3 April 2021

IT Engineers: a spotter’s guide.

By admin@labtinker.net

I have worked with many IT engineers over the years and they’ve all been delightful, engaging people. They’ve told me about the types of engineers they’ve encoutered and I’ve passed on their descriptions below:

The Unengaged Engineer

Often an intelligent individual with wide-ranging interests from Sumerian numismatics to hot air ballooning but none whatsoever for doing the job they’ve been hired to do. They will browse endlessly on subjects which interest them and this may even extend to the theories of the technology they’re supposed to be working on. However, they don’t like anything too operational and seem unable to translate any theoretical knowledge to the practical realm.

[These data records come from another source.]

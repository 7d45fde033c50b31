//! HTTP response handling.

use serde::de::DeserializeOwned;
use tracing::warn;

use crate::error::{normalize, Failure, Result};

/// Wrapper around an HTTP response.
#[derive(Debug)]
pub struct Response {
    inner: reqwest::Response,
}

impl Response {
    pub(crate) fn new(inner: reqwest::Response) -> Self {
        Self { inner }
    }

    /// Get the HTTP status code.
    pub fn status(&self) -> u16 {
        self.inner.status().as_u16()
    }

    /// Returns true if the response status is successful (2xx).
    pub fn is_success(&self) -> bool {
        self.inner.status().is_success()
    }

    /// Get a header value.
    pub fn header(&self, name: &str) -> Option<&str> {
        self.inner.headers().get(name)?.to_str().ok()
    }

    /// All headers with textual values, names lower-cased.
    pub fn headers(&self) -> Vec<(String, String)> {
        self.inner
            .headers()
            .iter()
            .filter_map(|(name, value)| {
                value
                    .to_str()
                    .ok()
                    .map(|v| (name.as_str().to_string(), v.to_string()))
            })
            .collect()
    }

    /// The `Content-Type` header, if present.
    pub fn content_type(&self) -> Option<&str> {
        self.header("content-type")
    }

    /// Get the response body as text.
    pub async fn text(self) -> Result<String> {
        let status = self.status();
        self.inner
            .text()
            .await
            .map_err(|source| normalize(Failure::Body { status, source }))
    }

    /// Deserialize the response body as JSON.
    pub async fn json<T: DeserializeOwned>(self) -> Result<T> {
        let text = self.text().await?;
        Ok(serde_json::from_str(&text)?)
    }

    /// Pass successful responses through; normalize everything else.
    pub(crate) async fn check_error(self) -> Result<Response> {
        if self.is_success() {
            return Ok(self);
        }

        let status = self.status();
        // The status is the error; an unreadable body only costs the message.
        let body = match self.inner.text().await {
            Ok(body) => body,
            Err(err) => {
                warn!(status, error = %err, "Failed to read error response body");
                String::new()
            }
        };
        Err(normalize(Failure::Response { status, body }))
    }
}
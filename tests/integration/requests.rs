//! Chained requests against a mocked API.

use super::common::authenticated_client;
use seniorvu::{Path, Reply};
use serde_json::json;
use wiremock::matchers::{body_json, header, method, path, query_param};
use wiremock::{Mock, MockServer, ResponseTemplate};

// ============================================================================
// Verbs
// ============================================================================

#[tokio::test]
async fn test_communities_with_params() {
    let server = MockServer::start().await;

    Mock::given(method("GET"))
        .and(path("/api/communities"))
        .and(query_param("limit", "1"))
        .and(query_param("q", "Denver"))
        .respond_with(ResponseTemplate::new(200).set_body_json(json!([{"id": 1}])))
        .expect(1)
        .mount(&server)
        .await;

    let client = authenticated_client(&server, "t1");
    let reply = client
        .communities()
        .arg(json!({"limit": 1, "q": "Denver"}))
        .get()
        .await
        .expect("request should succeed");

    let communities: Vec<serde_json::Value> = reply.json().expect("payload should parse");
    assert_eq!(communities.len(), 1);
}

#[tokio::test]
async fn test_get_body_merges_over_params() {
    let server = MockServer::start().await;

    Mock::given(method("GET"))
        .and(path("/api/leads"))
        .and(query_param("limit", "20"))
        .and(query_param("offset", "40"))
        .respond_with(ResponseTemplate::new(200).set_body_json(json!([])))
        .expect(1)
        .mount(&server)
        .await;

    let client = authenticated_client(&server, "t1");
    client
        .leads()
        .arg(json!({"limit": 10, "offset": 40}))
        .get_with(&json!({"limit": 20}))
        .await
        .expect("request should succeed");
}

#[tokio::test]
async fn test_post_purchased_lead() {
    let server = MockServer::start().await;

    Mock::given(method("POST"))
        .and(path("/api/communities/1/purchasedLeads"))
        .and(header("Authorization", "Bearer t1"))
        .and(body_json(json!({"leadId": 42, "note": "call back"})))
        .respond_with(ResponseTemplate::new(201).set_body_json(json!({"id": 99})))
        .expect(1)
        .mount(&server)
        .await;

    let client = authenticated_client(&server, "t1");
    let reply = client
        .communities()
        .arg(1)
        .purchased_leads()
        .post(&json!({"leadId": 42, "note": "call back"}))
        .await
        .expect("request should succeed");

    assert_eq!(reply.data(), Some(&json!({"id": 99})));
}

#[tokio::test]
async fn test_put_and_delete() {
    let server = MockServer::start().await;

    Mock::given(method("PUT"))
        .and(path("/api/communities/1/reviews/5"))
        .and(body_json(json!({"rating": 4})))
        .respond_with(ResponseTemplate::new(200).set_body_json(json!({"id": 5, "rating": 4})))
        .expect(1)
        .mount(&server)
        .await;

    Mock::given(method("DELETE"))
        .and(path("/api/communities/1/reviews/5"))
        .respond_with(ResponseTemplate::new(204))
        .expect(1)
        .mount(&server)
        .await;

    let client = authenticated_client(&server, "t1");
    let updated = client
        .communities()
        .arg(1)
        .reviews()
        .arg(5)
        .put(&json!({"rating": 4}))
        .await
        .expect("update should succeed");
    assert_eq!(updated.data().map(|v| &v["rating"]), Some(&json!(4)));

    let deleted = client
        .communities()
        .arg(1)
        .reviews()
        .arg(5)
        .delete()
        .await
        .expect("delete should succeed");
    assert!(matches!(deleted, Reply::Raw(ref raw) if raw.status == 204));
}

#[tokio::test]
async fn test_delete_with_body() {
    let server = MockServer::start().await;

    Mock::given(method("DELETE"))
        .and(path("/api/leads/deleteCreated"))
        .and(body_json(json!({"ids": [1, 2]})))
        .respond_with(ResponseTemplate::new(200).set_body_json(json!({"deleted": 2})))
        .expect(1)
        .mount(&server)
        .await;

    let client = authenticated_client(&server, "t1");
    let reply = client
        .leads()
        .delete_created()
        .delete_with(&json!({"ids": [1, 2]}))
        .await
        .expect("delete should succeed");
    assert_eq!(reply.data(), Some(&json!({"deleted": 2})));
}

#[tokio::test]
async fn test_path_by_value() {
    let server = MockServer::start().await;

    Mock::given(method("GET"))
        .and(path("/api/users/forgotPassword"))
        .respond_with(ResponseTemplate::new(200).set_body_string("ok"))
        .expect(1)
        .mount(&server)
        .await;

    let client = authenticated_client(&server, "t1");
    let reply = client
        .path(Path::Users)
        .path(Path::ForgotPassword)
        .get()
        .await
        .expect("request should succeed");

    assert_eq!(reply.into_data(), Some(json!("ok")));
}

// ============================================================================
// Concurrency
// ============================================================================

#[tokio::test]
async fn test_interleaved_chains_stay_separate() {
    let server = MockServer::start().await;

    Mock::given(method("GET"))
        .and(path("/api/communities/1"))
        .respond_with(ResponseTemplate::new(200).set_body_json(json!({"kind": "community"})))
        .expect(1)
        .mount(&server)
        .await;

    Mock::given(method("GET"))
        .and(path("/api/leads/2"))
        .respond_with(ResponseTemplate::new(200).set_body_json(json!({"kind": "lead"})))
        .expect(1)
        .mount(&server)
        .await;

    let client = authenticated_client(&server, "t1");

    let a = client.communities();
    let b = client.leads();
    assert_eq!(a.segments(), ["communities"]);
    assert_eq!(b.segments(), ["leads"]);

    let first = a.arg(1).get();
    let second = b.arg(2).get();
    let (first, second) = futures::join!(first, second);

    assert_eq!(
        first.expect("first should succeed").into_data(),
        Some(json!({"kind": "community"}))
    );
    assert_eq!(
        second.expect("second should succeed").into_data(),
        Some(json!({"kind": "lead"}))
    );
}

#[tokio::test]
async fn test_concurrent_tasks_share_one_client() {
    let server = MockServer::start().await;

    for id in 0..8 {
        Mock::given(method("GET"))
            .and(path(format!("/api/rooms/{id}")))
            .respond_with(ResponseTemplate::new(200).set_body_json(json!({"id": id})))
            .expect(1)
            .mount(&server)
            .await;
    }

    let client = authenticated_client(&server, "t1");
    let tasks: Vec<_> = (0..8)
        .map(|id| {
            let client = client.clone();
            tokio::spawn(async move {
                client
                    .rooms()
                    .arg(id)
                    .get()
                    .await
                    .map(|reply| (id, reply.into_data()))
            })
        })
        .collect();

    for task in tasks {
        let (id, data) = task
            .await
            .expect("task should not panic")
            .expect("request should succeed");
        assert_eq!(data, Some(json!({"id": id})));
    }
}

If forced to do work, after a bad performance review perhaps, colleagues will quickly tire of having to spoon-feed them and so our unengaged engineer will be left in peace again to pursue their outside interests. Generally tolerated because they fill a berth on the on-call rota they can survive surprisingly well in large enterprises as they never make mistakes because they don’t do enough to.

The Hotshot Engineer

Not to be confused with the Know-it-all Engineer. These engineers know their stuff and walk the walk. They love to do things, love to fix things. Given a problem they will excel at troubleshooting, caring little for protocol. However, they don’t like obstacles such as change control, documentation, or other people. They can put on a professional front when faced with obtuse or unhelpful colleagues but will quickly snap if forced to engage with them for any length of time.

Their lack of tact can be amusing to observe but means they have to marshalled away from thin-skinned higher-ups. They can self-destruct but generally leave for fresh challenges before being pushed out for their maverick ways.

The Pedantic Engineer

This engineer will take two to three times longer to do everything, but it will be done correctly: tested, documented, and diagrammed, with all configuration changes minutely commented. A team full of them would be a nightmare but it’s good to have one of them around. They generally pull standards up as slacker engineers feel duty bound to at least follow half of the procedures that they should in the shadow of such an exacting exemplar.

The Know-it-all Engineer

The first thing this engineer will do when arriving at a company is explain what is wrong with your network, processes, technologies and basically everything you’re currently doing. They will outline how things should be done, often giving examples of how they single-handedly turned around an organisation when their innate genius was recognised and lauded. Surprisingly, they will not necessarily show the same inclination to right the wrongs of the new organisation they have joined; the shambles they have encountered being too much even for their skills. Often, their theoretical expertise extends into areas way beyond anything they are charged with supporting. Sometimes, they will actually say something that will make sense but tragically everyone will have long since stopped listening, so these occasions are missed.

The Over-Engineer

This individual knows a lot and they like to use as much of what they know as possible when designing a solution. Their designs will be clever but fiendishly overcomplex so they end up being the only engineer who can understand them. They share an aversion to documentation with the Hotshot (and let’s face it, most engineers) but will happily explain everything to anyone. And they will have to; many times: ‘So we get to this website through this ipsec vpn tunnel which uses cert authentication and its own PKI infrastructure, and then the traffic goes down a GRE tunnel and is reverse proxied to… you know, Bob, couldn’t we just post the five-a-side team sheet on the noticeboard?’)

To re-iterate the above are all shameless caricatures bearing no intentional resemblance to any engineers living or dead.